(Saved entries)

*** Begin section ***

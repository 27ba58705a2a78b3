use std::collections::HashMap;
use std::sync::OnceLock;

use super::Codec;
use crate::error::{ConvertError, Result};
use crate::types::{Direction, FormatMeta};

macro_rules! register_formats {
    ($($module:ident :: $codec:ident),* $(,)?) => {
        fn build_registry() -> Registry {
            let codecs: Vec<Box<dyn Codec>> = vec![
                $(Box::new(super::$module::$codec)),*
            ];

            let mut name_map = HashMap::new();
            for (idx, codec) in codecs.iter().enumerate() {
                name_map.insert(codec.key(), idx);
                for alias in codec.meta().aliases {
                    name_map.insert(*alias, idx);
                }
            }

            Registry { codecs, name_map }
        }

        // Public for testing - generates list of expected format keys
        pub fn expected_format_keys() -> Vec<&'static str> {
            use crate::codec::Codec;
            vec![
                $(super::$module::$codec.key(),)*
            ]
        }
    };
}

// Registration order is the order `list` reports, matching the format
// selector: byte formats first, then the text-level ones.
register_formats! {
    base64::Base64,
    base64::Base64Url,
    hex::Hex,
    binary::Binary,
    url::UrlEncoding,
    json::JsonFormat,
}

static REGISTRY: OnceLock<Registry> = OnceLock::new();

/// The fixed set of supported formats. Built once, immutable afterwards;
/// codecs are stateless so the registry needs no locking.
pub struct Registry {
    codecs: Vec<Box<dyn Codec>>,
    name_map: HashMap<&'static str, usize>,
}

impl Registry {
    fn new() -> Self {
        build_registry()
    }

    pub fn global() -> &'static Registry {
        REGISTRY.get_or_init(Registry::new)
    }

    pub fn get(&self, name: &str) -> Result<&dyn Codec> {
        let name_lower = name.to_lowercase();
        self.name_map
            .get(name_lower.as_str())
            .or_else(|| self.name_map.get(name))
            .map(|&idx| self.codecs[idx].as_ref())
            .ok_or_else(|| ConvertError::unknown_format(name))
    }

    pub fn list(&self) -> Vec<FormatMeta> {
        self.codecs.iter().map(|c| c.meta()).collect()
    }

    /// The single text-to-text entry point. Encoding feeds the codec the
    /// UTF-8 bytes of `input`; decoding runs the codec and then requires the
    /// resulting bytes to be valid UTF-8 text. Decoded bytes that are not
    /// text (a hex string for a 0xFF byte, say) are a [`ConvertError::NonText`]
    /// failure rather than a lossy replacement-character substitution.
    pub fn convert(&self, key: &str, direction: Direction, input: &str) -> Result<String> {
        let codec = self.get(key)?;
        match direction {
            Direction::Encode => codec.encode(input.as_bytes()),
            Direction::Decode => {
                let bytes = codec.decode(input)?;
                String::from_utf8(bytes).map_err(|e| ConvertError::non_text(e.to_string()))
            }
        }
    }
}

#[cfg(test)]
mod tests {
    use super::*;
    use crate::error::ConvertError;

    #[test]
    fn test_all_formats_registered() {
        let registry = Registry::global();
        let keys: Vec<&str> = registry.list().iter().map(|m| m.key).collect();
        assert_eq!(keys, expected_format_keys());
        assert_eq!(
            keys,
            vec!["base64", "base64url", "hex", "binary", "url", "json"]
        );
    }

    #[test]
    fn test_get_by_alias_and_case() {
        let registry = Registry::global();
        assert_eq!(registry.get("b64").unwrap().key(), "base64");
        assert_eq!(registry.get("base16").unwrap().key(), "hex");
        assert_eq!(registry.get("BASE64URL").unwrap().key(), "base64url");
    }

    #[test]
    fn test_get_unknown_format() {
        let registry = Registry::global();
        let err = registry.get("base99").unwrap_err();
        assert!(matches!(err, ConvertError::UnknownFormat { name } if name == "base99"));
    }

    #[test]
    fn test_convert_round_trips_unicode() {
        let registry = Registry::global();
        for meta in registry.list() {
            if meta.key == "json" {
                continue; // json's domain is JSON text, covered below
            }
            let input = "héllo 👋";
            let encoded = registry.convert(meta.key, Direction::Encode, input).unwrap();
            let decoded = registry.convert(meta.key, Direction::Decode, &encoded).unwrap();
            assert_eq!(decoded, input, "round trip failed for {}", meta.key);
        }
    }

    #[test]
    fn test_convert_json_round_trip() {
        let registry = Registry::global();
        let input = r#"{"b":1,"a":[true,null,"x"]}"#;
        let pretty = registry.convert("json", Direction::Encode, input).unwrap();
        let compact = registry.convert("json", Direction::Decode, &pretty).unwrap();
        assert_eq!(compact, input);
    }

    #[test]
    fn test_convert_empty_input() {
        let registry = Registry::global();
        for key in ["base64", "base64url", "hex", "binary", "url"] {
            assert_eq!(registry.convert(key, Direction::Encode, "").unwrap(), "");
            assert_eq!(registry.convert(key, Direction::Decode, "").unwrap(), "");
        }
        assert!(registry.convert("json", Direction::Encode, "").is_err());
        assert!(registry.convert("json", Direction::Decode, "").is_err());
    }

    #[test]
    fn test_convert_decode_rejects_non_text_bytes() {
        let registry = Registry::global();
        // 0xFF alone is not valid UTF-8
        let err = registry.convert("hex", Direction::Decode, "ff").unwrap_err();
        assert!(matches!(err, ConvertError::NonText { .. }));
    }

    #[test]
    fn test_convert_unknown_format() {
        let registry = Registry::global();
        let err = registry
            .convert("morse", Direction::Encode, "sos")
            .unwrap_err();
        assert!(matches!(err, ConvertError::UnknownFormat { .. }));
    }

    #[test]
    fn test_failures_are_repeatable() {
        let registry = Registry::global();
        let first = registry
            .convert("hex", Direction::Decode, "414")
            .unwrap_err()
            .to_string();
        let second = registry
            .convert("hex", Direction::Decode, "414")
            .unwrap_err()
            .to_string();
        assert_eq!(first, second);
    }
}
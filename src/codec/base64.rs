use base64::prelude::*;

use super::Codec;
use crate::error::{ConvertError, LengthConstraint, Result};
use crate::types::{ByteModel, FormatMeta};

fn map_decode_err(e: base64::DecodeError) -> ConvertError {
    match e {
        base64::DecodeError::InvalidByte(position, byte) => {
            ConvertError::invalid_char(byte as char, position)
        }
        base64::DecodeError::InvalidLastSymbol(position, byte) => {
            ConvertError::invalid_char(byte as char, position)
        }
        base64::DecodeError::InvalidLength(len) => {
            ConvertError::invalid_length(LengthConstraint::MultipleOf(4), len)
        }
        base64::DecodeError::InvalidPadding => ConvertError::invalid_padding("malformed padding"),
    }
}

/// Standard Base64 with `+` `/` alphabet and `=` padding.
#[derive(Debug)]
pub struct Base64;

impl Codec for Base64 {
    fn meta(&self) -> FormatMeta {
        FormatMeta {
            key: "base64",
            display_name: "Base64",
            aliases: &["b64"],
            byte_model: ByteModel::Bytes,
            description: "Standard Base64 (RFC 4648) with padding",
        }
    }

    fn encode(&self, input: &[u8]) -> Result<String> {
        Ok(BASE64_STANDARD.encode(input))
    }

    fn decode(&self, input: &str) -> Result<Vec<u8>> {
        BASE64_STANDARD.decode(input).map_err(map_decode_err)
    }
}

/// URL-safe Base64: standard encoding with `+` `/` swapped for `-` `_` and
/// padding stripped. Decoding restores the padding before running the
/// standard decode.
#[derive(Debug)]
pub struct Base64Url;

impl Codec for Base64Url {
    fn meta(&self) -> FormatMeta {
        FormatMeta {
            key: "base64url",
            display_name: "URL-Safe Base64",
            aliases: &["b64url", "url64"],
            byte_model: ByteModel::Bytes,
            description: "URL-safe Base64 (RFC 4648 §5) without padding",
        }
    }

    fn encode(&self, input: &[u8]) -> Result<String> {
        Ok(BASE64_URL_SAFE_NO_PAD.encode(input))
    }

    fn decode(&self, input: &str) -> Result<Vec<u8>> {
        let padded = pad_to_multiple(input, 4);
        BASE64_URL_SAFE.decode(&padded).map_err(map_decode_err)
    }
}

fn pad_to_multiple(input: &str, multiple: usize) -> String {
    let stripped = input.trim_end_matches('=');
    let remainder = stripped.len() % multiple;
    if remainder == 0 {
        stripped.to_string()
    } else {
        let padding_needed = multiple - remainder;
        format!("{}{}", stripped, "=".repeat(padding_needed))
    }
}
use serde_json::Value;

use super::Codec;
use crate::error::{ConvertError, Result};
use crate::types::{ByteModel, FormatMeta};

/// JSON reformatter: encode pretty-prints with two-space indent, decode
/// minifies. Both directions parse first and reject anything that is not
/// valid JSON. Object key order is preserved across reformatting.
#[derive(Debug)]
pub struct JsonFormat;

fn parse(input: &str) -> Result<Value> {
    serde_json::from_str(input)
        .map_err(|e| ConvertError::invalid_input(format!("invalid JSON: {}", e)))
}

impl Codec for JsonFormat {
    fn meta(&self) -> FormatMeta {
        FormatMeta {
            key: "json",
            display_name: "JSON Formatter",
            aliases: &[],
            byte_model: ByteModel::Text,
            description: "JSON pretty-printing (encode) and minification (decode)",
        }
    }

    fn encode(&self, input: &[u8]) -> Result<String> {
        let text = std::str::from_utf8(input)
            .map_err(|e| ConvertError::non_text(e.to_string()))?;
        let value = parse(text)?;
        serde_json::to_string_pretty(&value)
            .map_err(|e| ConvertError::invalid_input(e.to_string()))
    }

    fn decode(&self, input: &str) -> Result<Vec<u8>> {
        let value = parse(input)?;
        let compact = serde_json::to_string(&value)
            .map_err(|e| ConvertError::invalid_input(e.to_string()))?;
        Ok(compact.into_bytes())
    }
}
use data_encoding::HEXLOWER;
use serde::Serialize;

use crate::io::read_input;
use fconv::error::{ConvertError, Result};
use fconv::types::{Context, InputSource};

/// Decode input text with one format. The encoded text must itself be UTF-8;
/// surrounding whitespace (a trailing newline from a pipe, say) is trimmed
/// here, not in the codec.
pub fn run_decode(ctx: &Context, format: &str, input: &InputSource) -> Result<Vec<u8>> {
    let codec = ctx.registry.get(format)?;
    let data = read_input(input)?;
    let text =
        std::str::from_utf8(&data).map_err(|e| ConvertError::non_text(e.to_string()))?;
    codec.decode(text.trim())
}

#[derive(Serialize)]
pub struct DecodeReport {
    pub format: &'static str,
    pub bytes: usize,
    #[serde(skip_serializing_if = "Option::is_none")]
    pub text: Option<String>,
    #[serde(skip_serializing_if = "Option::is_none")]
    pub hex: Option<String>,
}

impl DecodeReport {
    fn new(format: &'static str, decoded: Vec<u8>) -> Self {
        let bytes = decoded.len();
        match String::from_utf8(decoded) {
            Ok(text) => DecodeReport {
                format,
                bytes,
                text: Some(text),
                hex: None,
            },
            Err(e) => DecodeReport {
                format,
                bytes,
                text: None,
                hex: Some(HEXLOWER.encode(e.as_bytes())),
            },
        }
    }
}

pub fn run_decode_json(ctx: &Context, format: &str, input: &InputSource) -> Result<DecodeReport> {
    let key = ctx.registry.get(format)?.key();
    let decoded = run_decode(ctx, format, input)?;
    Ok(DecodeReport::new(key, decoded))
}

pub fn run_decode_all(ctx: &Context, input: &InputSource) -> Result<()> {
    let data = read_input(input)?;
    let text =
        std::str::from_utf8(&data).map_err(|e| ConvertError::non_text(e.to_string()))?;
    let text = text.trim();

    println!("{:<12} {}", "FORMAT", "DECODED (as text, or hex if binary)");
    println!("{}", "-".repeat(70));

    let mut successes = 0;
    for meta in ctx.registry.list() {
        let codec = ctx.registry.get(meta.key)?;
        if let Ok(decoded) = codec.decode(text) {
            successes += 1;
            println!("{:<12} {}", meta.key, format_decoded(&decoded));
        }
    }

    if successes == 0 {
        println!("(no format could decode the input)");
    }

    Ok(())
}

#[derive(Serialize)]
pub struct DecodeAllEntry {
    pub format: &'static str,
    pub ok: bool,
    #[serde(skip_serializing_if = "Option::is_none")]
    pub text: Option<String>,
    #[serde(skip_serializing_if = "Option::is_none")]
    pub hex: Option<String>,
    #[serde(skip_serializing_if = "Option::is_none")]
    pub error: Option<String>,
}

pub fn run_decode_all_json(ctx: &Context, input: &InputSource) -> Result<Vec<DecodeAllEntry>> {
    let data = read_input(input)?;
    let text =
        std::str::from_utf8(&data).map_err(|e| ConvertError::non_text(e.to_string()))?;
    let text = text.trim();

    let mut entries = Vec::new();
    for meta in ctx.registry.list() {
        let codec = ctx.registry.get(meta.key)?;
        let entry = match codec.decode(text) {
            Ok(decoded) => {
                let report = DecodeReport::new(meta.key, decoded);
                DecodeAllEntry {
                    format: meta.key,
                    ok: true,
                    text: report.text,
                    hex: report.hex,
                    error: None,
                }
            }
            Err(e) => DecodeAllEntry {
                format: meta.key,
                ok: false,
                text: None,
                hex: None,
                error: Some(e.to_string()),
            },
        };
        entries.push(entry);
    }

    Ok(entries)
}

fn format_decoded(data: &[u8]) -> String {
    if data.is_empty() {
        return "(empty)".to_string();
    }

    match std::str::from_utf8(data) {
        Ok(s) => {
            let one_line: String = s
                .chars()
                .map(|c| if c.is_control() { ' ' } else { c })
                .collect();
            if one_line.chars().count() > 50 {
                let cut: String = one_line.chars().take(47).collect();
                format!("\"{}...\"", cut)
            } else {
                format!("\"{}\"", one_line)
            }
        }
        Err(_) => {
            let hex = HEXLOWER.encode(&data[..data.len().min(25)]);
            if data.len() > 25 {
                format!("[{}...] ({} bytes)", hex, data.len())
            } else {
                format!("[{}] ({} bytes)", hex, data.len())
            }
        }
    }
}

#[cfg(test)]
mod tests {
    use super::*;
    use fconv::types::InputSource;

    #[test]
    fn test_run_decode_trims_input() {
        let ctx = Context::default();
        let input = InputSource::Literal(b"  SGVsbG8=\n".to_vec());
        assert_eq!(run_decode(&ctx, "base64", &input).unwrap(), b"Hello".to_vec());
    }

    #[test]
    fn test_run_decode_rejects_non_utf8_input() {
        let ctx = Context::default();
        let input = InputSource::Literal(vec![0xff, 0xfe]);
        assert!(matches!(
            run_decode(&ctx, "base64", &input),
            Err(ConvertError::NonText { .. })
        ));
    }

    #[test]
    fn test_decode_report_binary_payload() {
        let report = DecodeReport::new("hex", vec![0xff, 0x00]);
        assert_eq!(report.bytes, 2);
        assert!(report.text.is_none());
        assert_eq!(report.hex.as_deref(), Some("ff00"));
    }

    #[test]
    fn test_format_decoded_previews() {
        assert_eq!(format_decoded(b""), "(empty)");
        assert_eq!(format_decoded(b"Hello"), "\"Hello\"");
        assert!(format_decoded(&[0xff, 0x00]).starts_with("[ff00]"));
    }
}
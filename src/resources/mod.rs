//! ECS resources made available to systems.
//!
//! Overview
//! - `audio` – bridge and channels for the background audio thread
//! - `camera3d` – scene camera used for rendering and picking
//! - `debugmode` – presence toggles the debug overlay
//! - `dispenser` – the dispense animator state machine
//! - `emojimeshes` – per-emoji back-references to dispensable entities
//! - `emojitextures` – result images keyed by emoji
//! - `gameconfig` – settings loaded from the INI file
//! - `input` – per-frame keyboard shortcuts and pointer target
//! - `interaction` – selection controller state
//! - `modal` – result modal state and layout
//! - `worldtime` – simulation time and delta
pub mod audio;
pub mod camera3d;
pub mod debugmode;
pub mod dispenser;
pub mod emojimeshes;
pub mod emojitextures;
pub mod gameconfig;
pub mod input;
pub mod interaction;
pub mod modal;
pub mod worldtime;
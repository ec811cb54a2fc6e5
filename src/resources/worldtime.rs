use bevy_ecs::prelude::Resource;

/// Simulation clock advanced once per frame by
/// [`update_world_time`](crate::systems::time::update_world_time).
///
/// All animation and alarms read `delta`, so scaling time slows the whole
/// machine down uniformly.
#[derive(Resource, Clone, Copy, Debug)]
pub struct WorldTime {
    /// Scaled seconds since startup.
    pub elapsed: f32,
    /// Scaled seconds of the current frame.
    pub delta: f32,
    pub time_scale: f32,
    pub frame_count: u64,
}

impl Default for WorldTime {
    fn default() -> Self {
        WorldTime {
            elapsed: 0.0,
            delta: 0.0,
            time_scale: 1.0,
            frame_count: 0,
        }
    }
}

impl WorldTime {
    pub fn with_time_scale(mut self, time_scale: f32) -> Self {
        self.time_scale = time_scale;
        self
    }

    /// Start a new frame that lasted `dt` real seconds.
    ///
    /// Negative deltas (clock hiccups) count as zero.
    pub fn advance(&mut self, dt: f32) {
        self.delta = dt.max(0.0) * self.time_scale;
        self.elapsed += self.delta;
        self.frame_count += 1;
    }
}
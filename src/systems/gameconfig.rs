//! Game configuration change detection system.
//!
//! Pushes window settings from [`GameConfig`] to Raylib when the resource is
//! added or modified.

use bevy_ecs::prelude::*;
use log::info;
use raylib::ffi;

use crate::resources::gameconfig::GameConfig;

/// Apply target FPS, vsync and fullscreen whenever [`GameConfig`] changes.
pub fn apply_gameconfig_changes(
    config: Res<GameConfig>,
    mut rl: NonSendMut<raylib::RaylibHandle>,
) {
    if !config.is_changed() {
        return;
    }
    let window = &config.window;

    // SAFETY: plain window state flags on the main thread, which owns the window.
    unsafe {
        if window.vsync {
            ffi::SetWindowState(ffi::ConfigFlags::FLAG_VSYNC_HINT as u32);
        } else {
            ffi::ClearWindowState(ffi::ConfigFlags::FLAG_VSYNC_HINT as u32);
        }
    }

    if window.fullscreen != rl.is_window_fullscreen() {
        rl.toggle_fullscreen();
    }

    rl.set_target_fps(window.target_fps);
    info!(
        "config applied: fps={}, vsync={}, fullscreen={}",
        window.target_fps, window.vsync, window.fullscreen
    );
}
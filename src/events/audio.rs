//! Messages exchanged with the background audio thread.

use bevy_ecs::message::Message;

/// Commands sent *to* the audio thread.
#[derive(Message, Debug, Clone)]
pub enum AudioCmd {
    LoadFx { id: String, path: String },
    PlayFx { id: String },
    Shutdown,
}

/// Messages sent *back* from the audio thread.
#[derive(Message, Debug, Clone)]
pub enum AudioMessage {
    FxLoaded { id: String },
    FxLoadFailed { id: String, error: String },
    FxPlayFailed { id: String },
}

/// The machine's sound effects.
#[derive(Debug, Clone, Copy, PartialEq, Eq, Hash)]
pub enum SoundKind {
    Cancel,
    Check,
    Emoji,
}

impl SoundKind {
    pub const ALL: [SoundKind; 3] = [SoundKind::Cancel, SoundKind::Check, SoundKind::Emoji];

    /// Id the effect is registered under on the audio thread.
    pub fn fx_id(self) -> &'static str {
        match self {
            SoundKind::Cancel => "cancel",
            SoundKind::Check => "check",
            SoundKind::Emoji => "emoji",
        }
    }

    pub fn file_name(self) -> &'static str {
        match self {
            SoundKind::Cancel => "gen_cancel.wav",
            SoundKind::Check => "gen_check.wav",
            SoundKind::Emoji => "gen_emoji.wav",
        }
    }
}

*** End section ***

--- TASK INSTRUCTIONS ---
From the records above, copy each line where the word "position" can be found.

--- FINAL ANSWER ---
        base64::DecodeError::InvalidByte(position, byte) => {
            ConvertError::invalid_char(byte as char, position)
        base64::DecodeError::InvalidLastSymbol(position, byte) => {
            ConvertError::invalid_char(byte as char, position)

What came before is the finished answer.